◆ **Activity**
Search through the entries for the word "impl" and copy every line that has it.

◆ **Given entries**
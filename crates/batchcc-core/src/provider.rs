//! External flag-query tool.

use async_trait::async_trait;
use std::process::Stdio;
use tokio::process::Command;

use crate::error::{ProviderError, ProviderResult};

/// Which flag list to ask the tool for.
#[derive(Debug, Clone, Copy, PartialEq, Eq, Hash)]
pub enum FlagQuery {
    /// Include paths, defines (`--cflags`).
    Compile,
    /// Library paths and libraries (`--libs`).
    Link,
}

impl FlagQuery {
    pub fn as_arg(&self) -> &'static str {
        match self {
            FlagQuery::Compile => "--cflags",
            FlagQuery::Link => "--libs",
        }
    }
}

/// Source of compile/link flags for a named package.
#[async_trait]
pub trait FlagProvider: Send + Sync {
    /// Flags for `package`, in the order the tool reports them.
    async fn query(&self, package: &str, query: FlagQuery) -> ProviderResult<Vec<String>>;
}

/// `pkg-config` backed provider.
#[derive(Debug, Clone)]
pub struct PkgConfig {
    program: String,
}

impl PkgConfig {
    pub fn new() -> Self {
        Self::with_program("pkg-config")
    }

    /// Use a different executable with the same CLI (e.g. `pkgconf`).
    pub fn with_program(program: impl Into<String>) -> Self {
        Self {
            program: program.into(),
        }
    }

    pub fn program(&self) -> &str {
        &self.program
    }
}

impl Default for PkgConfig {
    fn default() -> Self {
        Self::new()
    }
}

#[async_trait]
impl FlagProvider for PkgConfig {
    async fn query(&self, package: &str, query: FlagQuery) -> ProviderResult<Vec<String>> {
        let output = Command::new(&self.program)
            .arg(query.as_arg())
            .arg(package)
            .stdin(Stdio::null())
            .stdout(Stdio::piped())
            .stderr(Stdio::piped())
            .output()
            .await
            .map_err(|e| ProviderError::ToolUnavailable {
                tool: self.program.clone(),
                reason: e.to_string(),
            })?;

        if !output.status.success() {
            return Err(ProviderError::PackageNotFound {
                tool: self.program.clone(),
                package: package.to_string(),
                stderr: String::from_utf8_lossy(&output.stderr).trim().to_string(),
            });
        }

        Ok(String::from_utf8_lossy(&output.stdout)
            .split_whitespace()
            .map(str::to_string)
            .collect())
    }
}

◆ **Task solution**
impl FlagQuery {
impl PkgConfig {
    pub fn with_program(program: impl Into<String>) -> Self {
impl Default for PkgConfig {
impl FlagProvider for PkgConfig {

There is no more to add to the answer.